The rehabilitation process was lengthy. For six months after the surgery, Hendricks couldn’t so much as twist her back. Once she was able to step onto a court again, ASU assistant coach Jim Barrett would softly toss balls towards her for her first racquet swings in months. After a year, she was ready to compete again. Schenck, who Hendricks has known since he was 16, said he was not surprised by her return.
“She was always an excellent player, and even in her advanced age I knew she would be a really good competitor at the collegiate level,” Schenck said. “... I actually did have really high expectations for her, it was just a matter of finding the right opportunity.”
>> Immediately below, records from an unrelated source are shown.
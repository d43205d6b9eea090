use std::fmt;
use std::io;

use camino::Utf8PathBuf;
use preprocessor::PreprocessError;

/// Fatal failure while reading one input file. The batch over the remaining
/// files continues.
#[derive(Debug)]
pub enum NetlistError {
    FileRead { path: Utf8PathBuf, source: io::Error },
    Preprocess(PreprocessError),
}

impl fmt::Display for NetlistError {
    fn fmt(&self, f: &mut fmt::Formatter<'_>) -> fmt::Result {
        match self {
            NetlistError::FileRead { path, source } => {
                write!(f, "cannot read {path}: {source}")
            }
            NetlistError::Preprocess(err) => err.fmt(f),
        }
    }
}

impl std::error::Error for NetlistError {
    fn source(&self) -> Option<&(dyn std::error::Error + 'static)> {
        match self {
            NetlistError::FileRead { source, .. } => Some(source),
            NetlistError::Preprocess(err) => Some(err),
        }
    }
}

impl From<PreprocessError> for NetlistError {
    fn from(err: PreprocessError) -> NetlistError {
        NetlistError::Preprocess(err)
    }
}

/// Recoverable conditions found while linking.
#[derive(Debug, Clone, PartialEq, Eq)]
pub enum NetlistDiagnostic {
    UnresolvedModule { module: String, cell: String, referenced: String },
    MultipleDrivers { module: String, net: String, pin: PinLocation },
}

#[derive(Debug, Clone, PartialEq, Eq)]
pub struct PinLocation {
    pub cell: String,
    pub pin: String,
}

impl fmt::Display for NetlistDiagnostic {
    fn fmt(&self, f: &mut fmt::Formatter<'_>) -> fmt::Result {
        match self {
            NetlistDiagnostic::UnresolvedModule { module, cell, referenced } => {
                write!(f, "module {referenced} not found for cell {cell} in {module}")
            }
            NetlistDiagnostic::MultipleDrivers { module, net, pin } => {
                write!(
                    f,
                    "net {net} in {module} has multiple drivers; ignoring {}.{}",
                    pin.cell, pin.pin
                )
            }
        }
    }
}
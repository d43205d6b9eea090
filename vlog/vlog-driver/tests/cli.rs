use std::path::Path;
use std::process::Command;

fn test_data(name: &str) -> String {
    Path::new(env!("CARGO_MANIFEST_DIR"))
        .join("test_data")
        .join(name)
        .to_str()
        .unwrap()
        .to_owned()
}

#[test]
fn vppreproc_expands_macros() {
    let out = Command::new(env!("CARGO_BIN_EXE_vppreproc"))
        .arg("-DGREETING=hello")
        .arg(test_data("macro.v"))
        .output()
        .unwrap();
    assert!(out.status.success(), "stderr: {}", String::from_utf8_lossy(&out.stderr));
    assert_eq!(String::from_utf8_lossy(&out.stdout), "hello world\n");
}

#[test]
fn vppreproc_accepts_plusargs() {
    let out = Command::new(env!("CARGO_BIN_EXE_vppreproc"))
        .arg("+define+GREETING=hi")
        .arg(test_data("macro.v"))
        .output()
        .unwrap();
    assert!(out.status.success());
    assert_eq!(String::from_utf8_lossy(&out.stdout), "hi world\n");
}

#[test]
fn vppreproc_missing_file_sets_exit_code() {
    let out = Command::new(env!("CARGO_BIN_EXE_vppreproc"))
        .arg(test_data("no_such_file.v"))
        .output()
        .unwrap();
    assert_eq!(out.status.code(), Some(65));
}

#[test]
fn vhier_prints_cell_forest() {
    let out = Command::new(env!("CARGO_BIN_EXE_vhier"))
        .arg("--cells")
        .arg("--instance")
        .arg(test_data("top.v"))
        .arg(test_data("child.v"))
        .output()
        .unwrap();
    assert!(out.status.success(), "stderr: {}", String::from_utf8_lossy(&out.stderr));
    let stdout = String::from_utf8_lossy(&out.stdout);
    assert!(stdout.contains("Cell Hierarchy:"));
    assert!(stdout.contains("  top\n"));
    assert!(stdout.contains("    u_child (child)\n"));
}

#[test]
fn vhier_expands_file_lists() {
    let out = Command::new(env!("CARGO_BIN_EXE_vhier"))
        .current_dir(env!("CARGO_MANIFEST_DIR"))
        .arg("-f")
        .arg("test_data/files.f")
        .arg("--modules")
        .output()
        .unwrap();
    assert!(out.status.success(), "stderr: {}", String::from_utf8_lossy(&out.stderr));
    let stdout = String::from_utf8_lossy(&out.stdout);
    assert!(stdout.contains("  top\n"));
    assert!(stdout.contains("  child\n"));
}

#[test]
fn vhier_reports_missing_modules() {
    let out = Command::new(env!("CARGO_BIN_EXE_vhier"))
        .arg("--modules")
        .arg(test_data("top.v"))
        .output()
        .unwrap();
    assert!(out.status.success());
    let stderr = String::from_utf8_lossy(&out.stderr);
    assert!(stderr.contains("child"), "stderr: {stderr}");
}
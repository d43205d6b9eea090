use std::io::Write;

use termcolor::{Color, ColorChoice, ColorSpec, StandardStream, WriteColor};

pub fn init_logger() {
    let env = env_logger::Env::default().filter("VLOG_LOG").write_style("VLOG_LOG_STYLE");
    env_logger::Builder::new()
        .format_timestamp(None)
        .filter_level(log::LevelFilter::Off)
        .parse_env(env)
        .init();
}

pub fn print_error(err: &anyhow::Error) {
    let mut stderr = StandardStream::stderr(ColorChoice::Auto);
    for cause in err.chain() {
        prefixed(&mut stderr, "error", Color::Red);
        writeln!(&mut stderr, " {cause}").unwrap();
    }
}

pub fn print_warning(message: &str) {
    let mut stderr = StandardStream::stderr(ColorChoice::Auto);
    prefixed(&mut stderr, "warning", Color::Yellow);
    writeln!(&mut stderr, " {message}").unwrap();
}

fn prefixed(stderr: &mut StandardStream, label: &str, color: Color) {
    stderr.set_color(ColorSpec::new().set_fg(Some(color)).set_bold(true)).unwrap();
    write!(stderr, "{label}").unwrap();
    stderr.set_color(ColorSpec::new().set_bold(true)).unwrap();
    write!(stderr, ":").unwrap();
    stderr.set_color(&ColorSpec::new()).unwrap();
}
use expect_test::{expect, Expect};
use text_size::{TextRange, TextSize};
use tokens::LanguageStandard;

use crate::{lex, tokenize};

fn check_lexing(src: &str, expect: Expect) {
    let mut offset = TextSize::from(0);
    let actual: String = tokenize(src)
        .into_iter()
        .map(|token| {
            let content = &src[TextRange::at(offset, token.len)];
            offset += token.len;
            format!("{:?}\n{:?}\n", token, content)
        })
        .collect();
    expect.assert_eq(&actual)
}

fn check_full(src: &str, expect: Expect) {
    let actual: String = lex(src, LanguageStandard::Verilog2001)
        .into_iter()
        .map(|token| {
            format!("{} {:?} @ {}:{}\n", token.kind, token.lexeme, token.line, token.column)
        })
        .collect();
    expect.assert_eq(&actual)
}

#[test]
fn smoke_test() {
    check_lexing(
        "module top; // the top\nendmodule\n",
        expect![[r#"
            Token { kind: SimpleIdent, len: 6 }
            "module"
            Token { kind: Whitespace, len: 1 }
            " "
            Token { kind: SimpleIdent, len: 3 }
            "top"
            Token { kind: Delimiter, len: 1 }
            ";"
            Token { kind: Whitespace, len: 1 }
            " "
            Token { kind: LineComment, len: 10 }
            "// the top"
            Token { kind: Newline, len: 1 }
            "\n"
            Token { kind: SimpleIdent, len: 9 }
            "endmodule"
            Token { kind: Newline, len: 1 }
            "\n"
        "#]],
    )
}

#[test]
fn comment_flavors() {
    check_lexing(
        "// line\n/* block */ /* multi\nline */ /* open",
        expect![[r#"
            Token { kind: LineComment, len: 7 }
            "// line"
            Token { kind: Newline, len: 1 }
            "\n"
            Token { kind: BlockComment { terminated: true }, len: 11 }
            "/* block */"
            Token { kind: Whitespace, len: 1 }
            " "
            Token { kind: BlockComment { terminated: true }, len: 16 }
            "/* multi\nline */"
            Token { kind: Whitespace, len: 1 }
            " "
            Token { kind: BlockComment { terminated: false }, len: 7 }
            "/* open"
        "#]],
    )
}

#[test]
fn numbers() {
    check_lexing(
        "4'b1111 32'sh1b 8'b1010_1010 42 16'hdead",
        expect![[r#"
            Token { kind: Literal { kind: SizedInt }, len: 7 }
            "4'b1111"
            Token { kind: Whitespace, len: 1 }
            " "
            Token { kind: Literal { kind: SizedInt }, len: 7 }
            "32'sh1b"
            Token { kind: Whitespace, len: 1 }
            " "
            Token { kind: Literal { kind: SizedInt }, len: 12 }
            "8'b1010_1010"
            Token { kind: Whitespace, len: 1 }
            " "
            Token { kind: Literal { kind: Int }, len: 2 }
            "42"
            Token { kind: Whitespace, len: 1 }
            " "
            Token { kind: Literal { kind: SizedInt }, len: 8 }
            "16'hdead"
        "#]],
    )
}

#[test]
fn operators_and_delimiters() {
    check_lexing(
        "assign y = a <= b ? ~c : d;",
        expect![[r#"
            Token { kind: SimpleIdent, len: 6 }
            "assign"
            Token { kind: Whitespace, len: 1 }
            " "
            Token { kind: SimpleIdent, len: 1 }
            "y"
            Token { kind: Whitespace, len: 1 }
            " "
            Token { kind: Operator, len: 1 }
            "="
            Token { kind: Whitespace, len: 1 }
            " "
            Token { kind: SimpleIdent, len: 1 }
            "a"
            Token { kind: Whitespace, len: 1 }
            " "
            Token { kind: Operator, len: 2 }
            "<="
            Token { kind: Whitespace, len: 1 }
            " "
            Token { kind: SimpleIdent, len: 1 }
            "b"
            Token { kind: Whitespace, len: 1 }
            " "
            Token { kind: Unknown, len: 1 }
            "?"
            Token { kind: Whitespace, len: 1 }
            " "
            Token { kind: Operator, len: 1 }
            "~"
            Token { kind: SimpleIdent, len: 1 }
            "c"
            Token { kind: Whitespace, len: 1 }
            " "
            Token { kind: Delimiter, len: 1 }
            ":"
            Token { kind: Whitespace, len: 1 }
            " "
            Token { kind: SimpleIdent, len: 1 }
            "d"
            Token { kind: Delimiter, len: 1 }
            ";"
        "#]],
    )
}

#[test]
fn directives_and_strings() {
    check_lexing(
        "`timescale 1ns \"a string\" `define",
        expect![[r#"
            Token { kind: CompilerDirective, len: 10 }
            "`timescale"
            Token { kind: Whitespace, len: 1 }
            " "
            Token { kind: Literal { kind: Int }, len: 1 }
            "1"
            Token { kind: SimpleIdent, len: 2 }
            "ns"
            Token { kind: Whitespace, len: 1 }
            " "
            Token { kind: Literal { kind: Str { terminated: true } }, len: 10 }
            "\"a string\""
            Token { kind: Whitespace, len: 1 }
            " "
            Token { kind: CompilerDirective, len: 7 }
            "`define"
        "#]],
    )
}

#[test]
fn positions_and_keywords() {
    check_full(
        "module top;\n  wire w;\nendmodule\n",
        expect![[r#"
            keyword "module" @ 1:1
            identifier "top" @ 1:8
            delimiter ";" @ 1:11
            keyword "wire" @ 2:3
            identifier "w" @ 2:8
            delimiter ";" @ 2:9
            keyword "endmodule" @ 3:1
            end of input "" @ 4:1
        "#]],
    )
}

#[test]
fn keyword_set_follows_standard() {
    let sv = lex("logic l;", LanguageStandard::SystemVerilog2017);
    assert_eq!(sv[0].kind, tokens::SyntaxKind::Keyword);
    let v95 = lex("logic l;", LanguageStandard::Verilog1995);
    assert_eq!(v95[0].kind, tokens::SyntaxKind::Ident);
}

#[test]
fn single_eof_token() {
    for src in ["", "module", "a b c\n", "@#!%"] {
        let toks = lex(src, LanguageStandard::default());
        let eofs = toks.iter().filter(|t| t.kind == tokens::SyntaxKind::Eof).count();
        assert_eq!(eofs, 1);
        assert_eq!(toks.last().unwrap().kind, tokens::SyntaxKind::Eof);
    }
}

#[test]
fn raw_tokens_cover_every_byte() {
    let src = "module m; wire?w; /*x*/ 4'bz1 \"s\n";
    let total: u32 = tokenize(src).iter().map(|t| u32::from(t.len)).sum();
    assert_eq!(total as usize, src.len());
}
//! Hand-written error enums for spatial algebra, with manual `Display`/`Debug`/
//! `std::error::Error` impls rather than a derive macro.

use crate::frame::FrameId;

/// A spatial operation composed two quantities whose frame tags disagree.
#[derive(Debug, Clone, PartialEq, Eq)]
pub struct FrameMismatch {
    pub operation: &'static str,
    pub expected: FrameId,
    pub got: FrameId,
}

impl std::fmt::Display for FrameMismatch {
    fn fmt(&self, f: &mut std::fmt::Formatter<'_>) -> std::fmt::Result {
        write!(
            f,
            "frame mismatch in {}: expected {}, got {}",
            self.operation, self.expected, self.got
        )
    }
}

impl std::error::Error for FrameMismatch {}
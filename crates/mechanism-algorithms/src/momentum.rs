//! The momentum matrix `A(q)`: `nv` world-frame wrench columns such that the whole
//! mechanism's momentum is `A(q) * v`. Column `k` (the joint owning velocity coordinate
//! `k`, with successor body `b_k`) equals `apply_inertia(crb_inertia[b_k],
//! subspace_world[k])`, since a unit rate on joint `k` propagates unchanged through every
//! body in `b_k`'s subtree and nowhere else, and `crb_inertia[b_k]` is exactly the
//! subtree's inertia, already accumulated by [`MechanismState`]'s lazy CRB pass.
//!
//! Grounded on the same accumulation [`crate::mass_matrix`] uses for `M = S^T A`; this
//! module exposes `A` itself rather than just its projection, for callers building a
//! centroidal momentum or momentum-rate term directly.

use crate::errors::AlgorithmsError;
use crate::spatial_ops::apply_inertia;
use mechanism_joint::JointModel;
use mechanism_model::BodyId;
use mechanism_spatial::scalar::Scalar;
use mechanism_spatial::{GeometricJacobian, SpatialVector};
use mechanism_state::MechanismState;

/// # Errors
/// Returns [`AlgorithmsError::State`] if `state` is stale.
pub fn momentum_matrix<T: Scalar>(
    state: &mut MechanismState<T>,
) -> Result<GeometricJacobian<T>, AlgorithmsError> {
    state.check_fresh()?;
    let nbodies = state.mechanism().nbodies();
    let nv = state.velocity().len();
    let q_layout = state.q_layout().clone();
    let v_layout = state.v_layout().clone();
    let q: Vec<T> = state.configuration().to_vec();

    let joints: Vec<Option<mechanism_model::Joint<T>>> = (0..nbodies)
        .map(|i| state.mechanism().parent_joint(BodyId::new(i as u32)).cloned())
        .collect();

    let mut a = GeometricJacobian::zero(nv);
    for body_index in 1..nbodies {
        let Some(joint) = &joints[body_index] else {
            continue;
        };
        let index = joint.id.index();
        let q_joint = &q[q_layout.range(index)];
        let subspace = joint.variant.motion_subspace(q_joint);
        let transform_to_root = state.transform_to_root_cached(BodyId::new(body_index as u32));
        let crb = state.crb_inertia_cached(BodyId::new(body_index as u32));
        let range = v_layout.range(index);
        for (col_index, col) in subspace.columns().iter().enumerate() {
            let world_col = transform_to_root.act_motion(col);
            a.update_column(range.start + col_index, apply_inertia(&crb, world_col));
        }
    }
    Ok(a)
}

/// The whole mechanism's momentum, `A(q) * v`, as a raw world-frame spatial vector.
///
/// # Errors
/// Returns [`AlgorithmsError::State`] if `state` is stale.
pub fn momentum<T: Scalar>(state: &mut MechanismState<T>) -> Result<SpatialVector<T>, AlgorithmsError> {
    let v: Vec<T> = state.velocity().to_vec();
    let a = momentum_matrix(state)?;
    Ok(a.mul_vector(&v))
}
//! The ambient default contact model: Hunt-Crossley for the normal force, driving a
//! bounded viscoelastic Coulomb model for friction. Most callers that need "a contact
//! model" without an opinion reach for this rather than composing the two pieces by
//! hand.

use crate::coulomb::{CoulombFriction, STATE_SIZE};
use crate::hunt_crossley::hunt_crossley_force;
use crate::model::ContactModel;
use mechanism_spatial::scalar::Scalar;
use mechanism_spatial::Vector3;

pub struct HuntCrossleyCoulombModel<T: Scalar> {
    pub normal_stiffness: T,
    pub normal_dissipation: T,
    pub friction: CoulombFriction<T>,
}

impl<T: Scalar> HuntCrossleyCoulombModel<T> {
    #[must_use]
    pub fn new(
        normal_stiffness: T,
        normal_dissipation: T,
        friction_coefficient: T,
        tangential_stiffness: T,
        tangential_damping: T,
    ) -> Self {
        Self {
            normal_stiffness,
            normal_dissipation,
            friction: CoulombFriction::new(friction_coefficient, tangential_stiffness, tangential_damping),
        }
    }
}

impl<T: Scalar> ContactModel<T> for HuntCrossleyCoulombModel<T> {
    fn state_size(&self) -> usize {
        STATE_SIZE
    }

    fn force(
        &self,
        penetration: T,
        penetration_rate: T,
        tangential_velocity: Vector3<T>,
        state: &[T],
    ) -> (T, Vector3<T>, Vec<T>) {
        let normal = hunt_crossley_force(
            self.normal_stiffness,
            self.normal_dissipation,
            penetration,
            penetration_rate,
        );
        let (friction, rate) = self.friction.update(normal, tangential_velocity, state);
        (normal, friction, rate.to_vec())
    }
}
Experience and precision key
That opportunity came when Hendricks landed in the No. 3 spot on the team after tryouts, placing her in a tournament competition level that Schenck believed would be well-suited to her talents. The workout routine she used to get in shape for the national competition involved playing at least three times a week, working out with a trainer twice a week, hiking once a week, and then regular training: light weights, lunges, drills on the court. Modern racquets are significantly larger and lighter than the ones she played with 40 years ago, so she’s also had to adjust to returning brutally fast serves.
She’s fast, but playing against 20-year-olds, that’s not going to be her advantage. Instead, Hendricks’ upper hand comes from the experience both playing and coaching that hones her precise play.
“Nobody’s gonna throw anything at her that she hasn’t seen,” Schenck said. “…You put somebody with tons of experience who’s a little physically slower versus a great athlete who is still trying to figure things out, I’m betting on the brains every time.”
Hendricks isn’t done yet. She has two years left of eligibility at ASU, and she’s planning to compete again next year at several tournaments, including a world championship in August. The road to repeating her AllAmerica achievement will be a steep climb: the player that beat out Hendricks for ASU’s No. 2 position in the tournament was a 2019 graduate, meaning that Hendricks will likely be playing against higher-level players in the next national tournament. Even so, Hendricks won’t shy away from the challenge.
“Don’t be afraid to do things,” Hendricks said. “I was terrified. You just have to push through those things, and when you’re feeling those butterflies and you’re going through this, that’s when you’re living. When you don’t have those things, you’re just existing.”